Work item
When "PathRepository" occurs in a line of the material, copy that line.

Data supplied

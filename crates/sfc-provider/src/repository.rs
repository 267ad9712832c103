//! Record repositories
//!
//! [`Repository`] wraps store transactions into record-shaped CRUD calls for
//! any [`Entity`]. Each public operation is one transaction. The `*_in` and
//! `stage_*` helpers work inside a caller-owned transaction so that lifecycle
//! and cascade logic can bundle several records into one atomic commit.

use crate::error::SfcResult;
use crate::model::{
    Entity, ServiceFunction, ServiceFunctionChain, ServiceFunctionPath, ServiceFunctionPaths,
    ServiceFunctionState,
};
use sfc_datastore::{DataStore, ReadWriteTransaction};
use std::fmt;
use std::marker::PhantomData;
use std::sync::Arc;

/// CRUD over one record type
pub struct Repository<E: Entity> {
    store: Arc<dyn DataStore>,
    _entity: PhantomData<fn() -> E>,
}

/// Paths in the configuration partition
pub type PathRepository = Repository<ServiceFunctionPath>;
/// Chains in the configuration partition
pub type ChainRepository = Repository<ServiceFunctionChain>;
/// Functions in the configuration partition
pub type FunctionRepository = Repository<ServiceFunction>;
/// Back-reference entries in the operational partition
pub type FunctionStateRepository = Repository<ServiceFunctionState>;

impl<E: Entity> Repository<E> {
    /// Create repository over `store`
    #[inline]
    #[must_use]
    pub fn new(store: Arc<dyn DataStore>) -> Self {
        Self {
            store,
            _entity: PhantomData,
        }
    }

    /// Write a whole record, overwriting any previous one
    ///
    /// # Returns
    /// `true` once committed
    ///
    /// # Errors
    /// - `SfcError::Store` if the commit fails
    pub async fn put(&self, record: &E) -> SfcResult<bool> {
        let mut tx = self.transaction();
        Self::stage_put(&mut tx, record)?;
        tx.commit().await?;
        tracing::debug!(container = %E::CONTAINER, name = record.name(), "record written");
        Ok(true)
    }

    /// Read a record, `None` if absent
    pub async fn read(&self, name: &str) -> SfcResult<Option<E>> {
        Self::read_in(&self.transaction(), name).await
    }

    /// Read the whole container, empty if absent
    pub async fn read_all(&self) -> SfcResult<Vec<E>> {
        Self::read_all_in(&self.transaction()).await
    }

    /// Delete a record
    ///
    /// # Returns
    /// `true` if the record existed and was removed, `false` if it was absent
    pub async fn delete(&self, name: &str) -> SfcResult<bool> {
        let mut tx = self.transaction();
        if Self::read_in(&tx, name).await?.is_none() {
            return Ok(false);
        }
        Self::stage_delete(&mut tx, name);
        tx.commit().await?;
        tracing::debug!(container = %E::CONTAINER, name, "record deleted");
        Ok(true)
    }

    /// Overwrite the whole container
    pub async fn put_all(&self, records: &[E]) -> SfcResult<bool> {
        let mut tx = self.transaction();
        Self::stage_put_all(&mut tx, records)?;
        tx.commit().await?;
        tracing::debug!(container = %E::CONTAINER, count = records.len(), "container written");
        Ok(true)
    }

    /// Open a transaction on this repository's store
    #[inline]
    #[must_use]
    pub fn transaction(&self) -> ReadWriteTransaction {
        ReadWriteTransaction::new(self.store.clone())
    }

    /// Read a record inside `tx`
    pub async fn read_in(tx: &ReadWriteTransaction, name: &str) -> SfcResult<Option<E>> {
        Ok(tx.read_typed(E::PARTITION, &E::address(name)).await?)
    }

    /// Read all records inside `tx`
    pub async fn read_all_in(tx: &ReadWriteTransaction) -> SfcResult<Vec<E>> {
        Ok(tx
            .read_typed::<Vec<E>>(E::PARTITION, &E::CONTAINER)
            .await?
            .unwrap_or_default())
    }

    /// Stage a record write
    pub fn stage_put(tx: &mut ReadWriteTransaction, record: &E) -> SfcResult<()> {
        tx.put_typed(E::PARTITION, E::address(record.name()), record)?;
        Ok(())
    }

    /// Stage a container overwrite
    pub fn stage_put_all(tx: &mut ReadWriteTransaction, records: &[E]) -> SfcResult<()> {
        tx.put_typed(E::PARTITION, E::CONTAINER, &records)?;
        Ok(())
    }

    /// Stage a record delete
    pub fn stage_delete(tx: &mut ReadWriteTransaction, name: &str) {
        tx.delete(E::PARTITION, E::address(name));
    }
}

impl<E: Entity> Clone for Repository<E> {
    fn clone(&self) -> Self {
        Self::new(self.store.clone())
    }
}

impl<E: Entity> fmt::Debug for Repository<E> {
    fn fmt(&self, f: &mut fmt::Formatter<'_>) -> fmt::Result {
        f.debug_struct("Repository")
            .field("container", &E::CONTAINER.to_string())
            .finish_non_exhaustive()
    }
}

impl Repository<ServiceFunctionPath> {
    /// Write a path under CONFIGURATION
    pub async fn put_path(&self, path: &ServiceFunctionPath) -> SfcResult<bool> {
        self.put(path).await
    }

    /// Read a path by name
    pub async fn read_path(&self, name: &str) -> SfcResult<Option<ServiceFunctionPath>> {
        self.read(name).await
    }

    /// Read every path
    pub async fn read_all_paths(&self) -> SfcResult<Vec<ServiceFunctionPath>> {
        self.read_all().await
    }

    /// Delete a path by name
    pub async fn delete_path(&self, name: &str) -> SfcResult<bool> {
        self.delete(name).await
    }

    /// Overwrite the paths container
    pub async fn put_all_paths(&self, paths: &ServiceFunctionPaths) -> SfcResult<bool> {
        self.put_all(&paths.service_function_path).await
    }
}

impl Repository<ServiceFunctionChain> {
    /// Write a chain under CONFIGURATION
    pub async fn put_chain(&self, chain: &ServiceFunctionChain) -> SfcResult<bool> {
        self.put(chain).await
    }

    /// Read a chain by name
    pub async fn read_chain(&self, name: &str) -> SfcResult<Option<ServiceFunctionChain>> {
        self.read(name).await
    }

    /// Read every chain
    pub async fn read_all_chains(&self) -> SfcResult<Vec<ServiceFunctionChain>> {
        self.read_all().await
    }

    /// Delete a chain by name
    pub async fn delete_chain(&self, name: &str) -> SfcResult<bool> {
        self.delete(name).await
    }

    /// Overwrite the chains container
    pub async fn put_all_chains(&self, chains: &[ServiceFunctionChain]) -> SfcResult<bool> {
        self.put_all(chains).await
    }
}

#[cfg(test)]
mod tests {
    use super::*;
    use crate::error::SfcError;
    use crate::model::TransportType;
    use sfc_datastore::MemoryDataStore;

    fn repo() -> (Arc<MemoryDataStore>, PathRepository) {
        let store = Arc::new(MemoryDataStore::new());
        (store.clone(), PathRepository::new(store))
    }

    #[tokio::test]
    async fn put_then_read_returns_same_path() {
        let (_, paths) = repo();
        let path = ServiceFunctionPath::new("SFP1")
            .with_chain("C1")
            .with_path_id(7)
            .with_transport(TransportType::Mpls)
            .with_starting_index(200);

        assert!(paths.put_path(&path).await.unwrap());
        assert_eq!(paths.read_path("SFP1").await.unwrap(), Some(path));
    }

    #[tokio::test]
    async fn read_missing_is_none() {
        let (_, paths) = repo();
        assert!(paths.read_path("nope").await.unwrap().is_none());
        assert!(paths.read_all_paths().await.unwrap().is_empty());
    }

    #[tokio::test]
    async fn delete_reports_existence() {
        let (_, paths) = repo();
        paths.put_path(&ServiceFunctionPath::new("SFP1")).await.unwrap();

        assert!(paths.delete_path("SFP1").await.unwrap());
        assert!(!paths.delete_path("SFP1").await.unwrap());
    }

    #[tokio::test]
    async fn put_all_replaces_container() {
        let (_, paths) = repo();
        paths.put_path(&ServiceFunctionPath::new("old")).await.unwrap();

        let container = ServiceFunctionPaths::new(vec![
            ServiceFunctionPath::new("b"),
            ServiceFunctionPath::new("a"),
        ]);
        assert!(paths.put_all_paths(&container).await.unwrap());

        let names: Vec<_> = paths
            .read_all_paths()
            .await
            .unwrap()
            .into_iter()
            .map(|p| p.name)
            .collect();
        assert_eq!(names, vec!["a", "b"]);
    }

    #[tokio::test]
    async fn store_failure_surfaces_as_error() {
        let (store, paths) = repo();
        store.fail_next_commits(1);

        let err = paths
            .put_path(&ServiceFunctionPath::new("SFP1"))
            .await
            .unwrap_err();
        assert!(matches!(err, SfcError::Store(_)));
        assert!(err.is_retryable());
    }

    #[tokio::test]
    async fn chain_repository_mirrors_paths() {
        let store = Arc::new(MemoryDataStore::new());
        let chains = ChainRepository::new(store);
        let chain = ServiceFunctionChain::new("C1").with_symmetric(true);

        assert!(chains.put_chain(&chain).await.unwrap());
        assert_eq!(chains.read_chain("C1").await.unwrap(), Some(chain));
        assert_eq!(chains.read_all_chains().await.unwrap().len(), 1);
        assert!(chains.delete_chain("C1").await.unwrap());
        assert!(!chains.delete_chain("C1").await.unwrap());
    }
}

Task result
pub type PathRepository = Repository<ServiceFunctionPath>;
    fn repo() -> (Arc<MemoryDataStore>, PathRepository) {
        (store.clone(), PathRepository::new(store))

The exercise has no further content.